An exact reproduction of all entries is required.

TASK INPUTS:
<<<<
//! Per-invocation resolution of units into concrete operations.
//!
//! A [`UnitInstance`] owns fresh generators for one unit in one execution
//! context. Each [`UnitInstance::resolve`] calls every bound generator and
//! group exactly once and returns the concrete operation. Nothing here
//! performs I/O.

use crate::bulk::InsertStream;
use crate::generator::Generator;
use crate::group::GroupGenerator;
use std::collections::BTreeMap;
use tracing::debug;
use workload_core::placeholder::{to_positional, PositionalSql};
use workload_core::{
    CreateTable, GroupBinding, Insert, IsolationLevel, ParamBinding, Query, ResolvedQuery,
    ResolvedUnit, Result, Unit, Value, WorkloadError,
};

// ============================================================================
// Bound parameters
// ============================================================================

/// Generators for one parameter list, in declaration order.
#[derive(Debug, Clone)]
pub(crate) struct BoundParams {
    singles: Vec<(String, Generator)>,
    groups: Vec<GroupGenerator>,
}

impl BoundParams {
    pub(crate) fn new(run_seed: u64, params: &[ParamBinding], groups: &[GroupBinding]) -> Result<Self> {
        let singles = params
            .iter()
            .map(|p| Ok((p.name.clone(), Generator::new(run_seed, p.ordinal, p.rule.clone())?)))
            .collect::<Result<Vec<_>>>()?;
        let groups = groups
            .iter()
            .map(|g| GroupGenerator::from_binding(run_seed, g))
            .collect::<Result<Vec<_>>>()?;
        Ok(Self { singles, groups })
    }

    /// Draw one value per name: singles first, then group members.
    ///
    /// Every generator is called even after a failure; the first error is
    /// returned and no values are.
    pub(crate) fn draw(&mut self) -> Result<Vec<Value>> {
        let mut values = Vec::with_capacity(self.singles.len());
        let mut first_error = None;

        for (_, generator) in &mut self.singles {
            match generator.next() {
                Ok(value) => values.push(value),
                Err(err) => {
                    first_error.get_or_insert(err);
                }
            }
        }
        for group in &mut self.groups {
            match group.next() {
                Ok(tuple) => values.extend(tuple),
                Err(err) => {
                    first_error.get_or_insert(err);
                }
            }
        }

        match first_error {
            Some(err) => Err(err),
            None => Ok(values),
        }
    }

    /// Names in the order [`BoundParams::draw`] yields values.
    pub(crate) fn names(&self) -> Vec<String> {
        self.singles
            .iter()
            .map(|(name, _)| name.clone())
            .chain(self.groups.iter().flat_map(|g| g.names().iter().cloned()))
            .collect()
    }

    /// Move every generator to call `call_index`.
    pub(crate) fn resume_at(&mut self, call_index: u64) {
        for (_, generator) in &mut self.singles {
            generator.resume_at(call_index);
        }
        for group in &mut self.groups {
            group.resume_at(call_index);
        }
    }
}

// ============================================================================
// Queries
// ============================================================================

/// A query with its generators bound.
#[derive(Debug, Clone)]
pub struct QueryInstance {
    name: String,
    positional: PositionalSql,
    names: Vec<String>,
    bound: BoundParams,
}

impl QueryInstance {
    /// Bind generators for `query`.
    pub fn new(run_seed: u64, query: &Query) -> Result<Self> {
        let bound = BoundParams::new(run_seed, &query.params, &query.groups)?;
        let names = bound.names();
        let positional = to_positional(&query.sql);
        if let Some(missing) = positional.order.iter().find(|name| !names.contains(name)) {
            return Err(WorkloadError::UnresolvedParameter {
                unit: query.name.clone(),
                name: missing.clone(),
            });
        }
        Ok(Self {
            name: query.name.clone(),
            positional,
            names,
            bound,
        })
    }

    /// Query name.
    pub fn name(&self) -> &str {
        &self.name
    }

    /// Draw fresh parameters.
    pub fn resolve(&mut self) -> Result<ResolvedQuery> {
        let values = self.bound.draw()?;
        let params: BTreeMap<String, Value> = self.names.iter().cloned().zip(values).collect();

        let args = self
            .positional
            .order
            .iter()
            .map(|name| {
                params
                    .get(name)
                    .cloned()
                    .ok_or_else(|| WorkloadError::UnresolvedParameter {
                        unit: self.name.clone(),
                        name: name.clone(),
                    })
            })
            .collect::<Result<Vec<_>>>()?;

        Ok(ResolvedQuery {
            name: self.name.clone(),
            sql: self.positional.sql.clone(),
            args,
            params,
        })
    }

    pub(crate) fn resume_at(&mut self, call_index: u64) {
        self.bound.resume_at(call_index);
    }
}

// ============================================================================
// Units
// ============================================================================

/// Outcome of resolving one unit invocation.
#[derive(Debug)]
pub enum Resolved {
    /// A single operation for `run_unit`
    Unit(ResolvedUnit),
    /// Row batches for `insert_rows`
    Rows(InsertStream),
}

/// A unit with generators bound for one execution context.
#[derive(Debug, Clone)]
pub enum UnitInstance {
    Query(QueryInstance),
    CreateTable(CreateTable),
    Insert {
        run_seed: u64,
        insert: Insert,
        /// Invocations resolved so far
        invocations: u64,
    },
    Transaction {
        name: String,
        isolation_level: IsolationLevel,
        repeat_count: u32,
        queries: Vec<QueryInstance>,
    },
}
>>>>
SOLVED PROBLEM:
//! Per-invocation resolution of units into concrete operations.
//!
//! A [`UnitInstance`] owns fresh generators for one unit in one execution
//! context. Each [`UnitInstance::resolve`] calls every bound generator and
//! group exactly once and returns the concrete operation. Nothing here
//! performs I/O.

use crate::bulk::InsertStream;
use crate::generator::Generator;
use crate::group::GroupGenerator;
use std::collections::BTreeMap;
use tracing::debug;
use workload_core::placeholder::{to_positional, PositionalSql};
use workload_core::{
    CreateTable, GroupBinding, Insert, IsolationLevel, ParamBinding, Query, ResolvedQuery,
    ResolvedUnit, Result, Unit, Value, WorkloadError,
};

// ============================================================================
// Bound parameters
// ============================================================================

/// Generators for one parameter list, in declaration order.
#[derive(Debug, Clone)]
pub(crate) struct BoundParams {
    singles: Vec<(String, Generator)>,
    groups: Vec<GroupGenerator>,
}

impl BoundParams {
    pub(crate) fn new(run_seed: u64, params: &[ParamBinding], groups: &[GroupBinding]) -> Result<Self> {
        let singles = params
            .iter()
            .map(|p| Ok((p.name.clone(), Generator::new(run_seed, p.ordinal, p.rule.clone())?)))
            .collect::<Result<Vec<_>>>()?;
        let groups = groups
            .iter()
            .map(|g| GroupGenerator::from_binding(run_seed, g))
            .collect::<Result<Vec<_>>>()?;
        Ok(Self { singles, groups })
    }

    /// Draw one value per name: singles first, then group members.
    ///
    /// Every generator is called even after a failure; the first error is
    /// returned and no values are.
    pub(crate) fn draw(&mut self) -> Result<Vec<Value>> {
        let mut values = Vec::with_capacity(self.singles.len());
        let mut first_error = None;

        for (_, generator) in &mut self.singles {
            match generator.next() {
                Ok(value) => values.push(value),
                Err(err) => {
                    first_error.get_or_insert(err);
                }
            }
        }
        for group in &mut self.groups {
            match group.next() {
                Ok(tuple) => values.extend(tuple),
                Err(err) => {
                    first_error.get_or_insert(err);
                }
            }
        }

        match first_error {
            Some(err) => Err(err),
            None => Ok(values),
        }
    }

    /// Names in the order [`BoundParams::draw`] yields values.
    pub(crate) fn names(&self) -> Vec<String> {
        self.singles
            .iter()
            .map(|(name, _)| name.clone())
            .chain(self.groups.iter().flat_map(|g| g.names().iter().cloned()))
            .collect()
    }

    /// Move every generator to call `call_index`.
    pub(crate) fn resume_at(&mut self, call_index: u64) {
        for (_, generator) in &mut self.singles {
            generator.resume_at(call_index);
        }
        for group in &mut self.groups {
            group.resume_at(call_index);
        }
    }
}

// ============================================================================
// Queries
// ============================================================================

/// A query with its generators bound.
#[derive(Debug, Clone)]
pub struct QueryInstance {
    name: String,
    positional: PositionalSql,
    names: Vec<String>,
    bound: BoundParams,
}

impl QueryInstance {
    /// Bind generators for `query`.
    pub fn new(run_seed: u64, query: &Query) -> Result<Self> {
        let bound = BoundParams::new(run_seed, &query.params, &query.groups)?;
        let names = bound.names();
        let positional = to_positional(&query.sql);
        if let Some(missing) = positional.order.iter().find(|name| !names.contains(name)) {
            return Err(WorkloadError::UnresolvedParameter {
                unit: query.name.clone(),
                name: missing.clone(),
            });
        }
        Ok(Self {
            name: query.name.clone(),
            positional,
            names,
            bound,
        })
    }

    /// Query name.
    pub fn name(&self) -> &str {
        &self.name
    }

    /// Draw fresh parameters.
    pub fn resolve(&mut self) -> Result<ResolvedQuery> {
        let values = self.bound.draw()?;
        let params: BTreeMap<String, Value> = self.names.iter().cloned().zip(values).collect();

        let args = self
            .positional
            .order
            .iter()
            .map(|name| {
                params
                    .get(name)
                    .cloned()
                    .ok_or_else(|| WorkloadError::UnresolvedParameter {
                        unit: self.name.clone(),
                        name: name.clone(),
                    })
            })
            .collect::<Result<Vec<_>>>()?;

        Ok(ResolvedQuery {
            name: self.name.clone(),
            sql: self.positional.sql.clone(),
            args,
            params,
        })
    }

    pub(crate) fn resume_at(&mut self, call_index: u64) {
        self.bound.resume_at(call_index);
    }
}

// ============================================================================
// Units
// ============================================================================

/// Outcome of resolving one unit invocation.
#[derive(Debug)]
pub enum Resolved {
    /// A single operation for `run_unit`
    Unit(ResolvedUnit),
    /// Row batches for `insert_rows`
    Rows(InsertStream),
}

/// A unit with generators bound for one execution context.
#[derive(Debug, Clone)]
pub enum UnitInstance {
    Query(QueryInstance),
    CreateTable(CreateTable),
    Insert {
        run_seed: u64,
        insert: Insert,
        /// Invocations resolved so far
        invocations: u64,
    },
    Transaction {
        name: String,
        isolation_level: IsolationLevel,
        repeat_count: u32,
        queries: Vec<QueryInstance>,
    },
}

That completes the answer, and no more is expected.